- Stored items:
##############################

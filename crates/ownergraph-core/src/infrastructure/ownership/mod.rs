//! Ownership graph infrastructure implementations
//!
//! Concrete implementation of the ownership graph repository trait using
//! SQLite.

mod repository;

pub use repository::SqliteOwnershipGraphRepository;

##############################

- WORK ORDER: Whatever is in the entries above, write it out exactly.

- ANSWER SECTION:
filename crates/ownergraph-core/src/infrastructure/ownership/mod.rs
//! Ownership graph infrastructure implementations
//!
//! Concrete implementation of the ownership graph repository trait using
//! SQLite.

mod repository;

pub use repository::SqliteOwnershipGraphRepository;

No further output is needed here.